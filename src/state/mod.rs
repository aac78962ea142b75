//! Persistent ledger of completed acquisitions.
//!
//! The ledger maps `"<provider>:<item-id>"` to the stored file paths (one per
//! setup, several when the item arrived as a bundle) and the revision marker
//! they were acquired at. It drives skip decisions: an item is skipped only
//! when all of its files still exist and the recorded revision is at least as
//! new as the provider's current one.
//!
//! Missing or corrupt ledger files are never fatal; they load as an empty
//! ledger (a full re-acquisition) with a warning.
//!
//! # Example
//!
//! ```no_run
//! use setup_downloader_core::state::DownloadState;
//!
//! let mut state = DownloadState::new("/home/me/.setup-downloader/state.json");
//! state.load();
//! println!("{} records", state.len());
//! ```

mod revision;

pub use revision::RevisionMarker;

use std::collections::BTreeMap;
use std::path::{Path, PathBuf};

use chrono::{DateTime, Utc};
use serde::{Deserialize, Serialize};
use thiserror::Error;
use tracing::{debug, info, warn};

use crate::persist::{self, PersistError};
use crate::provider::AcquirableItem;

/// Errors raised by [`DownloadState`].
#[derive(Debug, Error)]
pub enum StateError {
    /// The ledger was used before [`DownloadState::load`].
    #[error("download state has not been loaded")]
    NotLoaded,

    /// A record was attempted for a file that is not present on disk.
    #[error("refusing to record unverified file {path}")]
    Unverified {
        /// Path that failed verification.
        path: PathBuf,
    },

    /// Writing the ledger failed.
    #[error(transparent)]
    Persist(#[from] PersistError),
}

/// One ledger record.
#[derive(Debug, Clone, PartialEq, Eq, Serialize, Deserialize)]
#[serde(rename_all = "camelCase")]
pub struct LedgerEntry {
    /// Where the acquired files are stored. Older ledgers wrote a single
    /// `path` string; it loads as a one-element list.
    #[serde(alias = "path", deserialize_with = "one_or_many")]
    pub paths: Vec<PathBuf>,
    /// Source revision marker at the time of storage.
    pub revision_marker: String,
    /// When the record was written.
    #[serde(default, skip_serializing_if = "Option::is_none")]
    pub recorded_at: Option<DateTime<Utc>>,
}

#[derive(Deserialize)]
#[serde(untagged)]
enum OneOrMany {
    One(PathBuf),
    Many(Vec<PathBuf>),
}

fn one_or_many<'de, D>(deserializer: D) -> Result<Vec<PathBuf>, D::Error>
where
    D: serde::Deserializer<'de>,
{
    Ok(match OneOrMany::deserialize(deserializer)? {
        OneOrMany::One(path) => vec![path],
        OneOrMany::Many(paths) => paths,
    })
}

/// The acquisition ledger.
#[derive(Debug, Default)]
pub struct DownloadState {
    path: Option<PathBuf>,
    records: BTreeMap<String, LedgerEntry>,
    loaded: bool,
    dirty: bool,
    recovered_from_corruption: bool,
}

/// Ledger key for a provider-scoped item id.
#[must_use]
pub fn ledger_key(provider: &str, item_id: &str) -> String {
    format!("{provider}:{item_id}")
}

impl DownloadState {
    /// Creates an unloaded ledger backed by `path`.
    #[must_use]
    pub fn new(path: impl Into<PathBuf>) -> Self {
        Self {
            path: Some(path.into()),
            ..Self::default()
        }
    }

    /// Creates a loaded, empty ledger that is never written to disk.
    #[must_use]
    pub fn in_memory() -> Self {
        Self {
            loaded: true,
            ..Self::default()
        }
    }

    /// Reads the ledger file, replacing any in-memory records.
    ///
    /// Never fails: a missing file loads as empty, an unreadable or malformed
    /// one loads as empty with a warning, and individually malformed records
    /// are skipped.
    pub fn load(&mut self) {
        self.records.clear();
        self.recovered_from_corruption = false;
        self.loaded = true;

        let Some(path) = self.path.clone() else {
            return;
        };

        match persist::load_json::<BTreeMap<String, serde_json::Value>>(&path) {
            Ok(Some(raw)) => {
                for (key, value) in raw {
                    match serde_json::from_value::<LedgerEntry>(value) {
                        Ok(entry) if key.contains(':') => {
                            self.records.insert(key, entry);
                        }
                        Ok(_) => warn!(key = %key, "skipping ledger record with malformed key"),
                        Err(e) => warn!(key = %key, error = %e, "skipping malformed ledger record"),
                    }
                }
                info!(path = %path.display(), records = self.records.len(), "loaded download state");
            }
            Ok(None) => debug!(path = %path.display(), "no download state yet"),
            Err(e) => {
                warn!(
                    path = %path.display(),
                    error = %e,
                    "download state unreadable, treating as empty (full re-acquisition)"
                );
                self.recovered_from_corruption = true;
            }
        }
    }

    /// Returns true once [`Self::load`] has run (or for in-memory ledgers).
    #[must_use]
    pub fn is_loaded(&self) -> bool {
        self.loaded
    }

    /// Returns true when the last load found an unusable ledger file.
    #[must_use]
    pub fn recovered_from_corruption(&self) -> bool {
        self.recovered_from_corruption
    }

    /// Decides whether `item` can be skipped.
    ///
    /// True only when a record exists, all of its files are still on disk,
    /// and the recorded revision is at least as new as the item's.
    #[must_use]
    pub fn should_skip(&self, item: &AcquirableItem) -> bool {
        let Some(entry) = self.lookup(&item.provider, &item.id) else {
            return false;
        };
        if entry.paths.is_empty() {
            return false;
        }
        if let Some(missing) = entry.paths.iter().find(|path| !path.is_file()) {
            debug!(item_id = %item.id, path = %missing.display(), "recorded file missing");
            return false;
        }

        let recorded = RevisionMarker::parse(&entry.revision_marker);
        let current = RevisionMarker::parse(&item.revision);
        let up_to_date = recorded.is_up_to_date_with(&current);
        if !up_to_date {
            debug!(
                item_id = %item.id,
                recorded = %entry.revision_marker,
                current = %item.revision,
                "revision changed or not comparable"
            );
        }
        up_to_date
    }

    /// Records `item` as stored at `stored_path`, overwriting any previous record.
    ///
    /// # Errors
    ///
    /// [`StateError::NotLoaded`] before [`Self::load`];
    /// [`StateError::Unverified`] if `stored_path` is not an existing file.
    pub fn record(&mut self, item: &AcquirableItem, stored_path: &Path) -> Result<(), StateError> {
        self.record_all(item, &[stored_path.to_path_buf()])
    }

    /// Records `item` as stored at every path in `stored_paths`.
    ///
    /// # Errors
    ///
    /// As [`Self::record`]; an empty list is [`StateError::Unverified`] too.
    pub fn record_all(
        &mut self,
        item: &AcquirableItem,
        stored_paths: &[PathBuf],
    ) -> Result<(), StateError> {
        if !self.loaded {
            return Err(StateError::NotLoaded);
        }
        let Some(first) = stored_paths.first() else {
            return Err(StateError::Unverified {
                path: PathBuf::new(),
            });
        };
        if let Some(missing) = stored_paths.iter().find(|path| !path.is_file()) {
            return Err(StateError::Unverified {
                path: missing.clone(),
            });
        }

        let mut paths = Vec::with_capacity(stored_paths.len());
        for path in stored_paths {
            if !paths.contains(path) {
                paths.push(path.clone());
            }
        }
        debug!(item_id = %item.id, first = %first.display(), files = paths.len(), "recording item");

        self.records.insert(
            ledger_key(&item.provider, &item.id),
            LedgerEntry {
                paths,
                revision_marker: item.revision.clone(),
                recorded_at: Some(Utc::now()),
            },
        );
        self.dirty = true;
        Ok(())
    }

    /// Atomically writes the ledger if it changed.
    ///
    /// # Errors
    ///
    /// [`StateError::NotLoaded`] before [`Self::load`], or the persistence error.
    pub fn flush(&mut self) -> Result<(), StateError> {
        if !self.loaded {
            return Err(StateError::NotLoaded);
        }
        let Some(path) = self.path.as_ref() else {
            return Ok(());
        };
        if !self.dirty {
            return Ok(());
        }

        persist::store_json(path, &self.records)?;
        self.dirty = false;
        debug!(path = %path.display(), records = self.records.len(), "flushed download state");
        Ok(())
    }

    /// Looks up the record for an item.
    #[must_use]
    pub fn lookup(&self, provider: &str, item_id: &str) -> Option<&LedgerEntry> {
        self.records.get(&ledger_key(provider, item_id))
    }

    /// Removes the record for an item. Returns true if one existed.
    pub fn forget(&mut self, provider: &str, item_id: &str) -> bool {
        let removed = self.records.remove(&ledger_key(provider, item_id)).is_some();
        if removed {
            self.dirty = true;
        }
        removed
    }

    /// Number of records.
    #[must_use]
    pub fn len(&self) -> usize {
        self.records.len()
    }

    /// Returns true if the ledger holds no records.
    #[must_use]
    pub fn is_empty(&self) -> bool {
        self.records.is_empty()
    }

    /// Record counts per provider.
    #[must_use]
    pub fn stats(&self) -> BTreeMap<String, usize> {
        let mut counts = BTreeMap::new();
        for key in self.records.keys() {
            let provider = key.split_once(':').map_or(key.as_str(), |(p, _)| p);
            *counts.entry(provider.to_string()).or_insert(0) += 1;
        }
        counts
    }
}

● Instructions to follow
Retype exactly the lines from the start of the entries through the one with "paths (one per"; include both ends.

● Result for this exercise
filename src/state/mod.rs
repository aac78962ea142b75
//! Persistent ledger of completed acquisitions.
//!
//! The ledger maps `"<provider>:<item-id>"` to the stored file paths (one per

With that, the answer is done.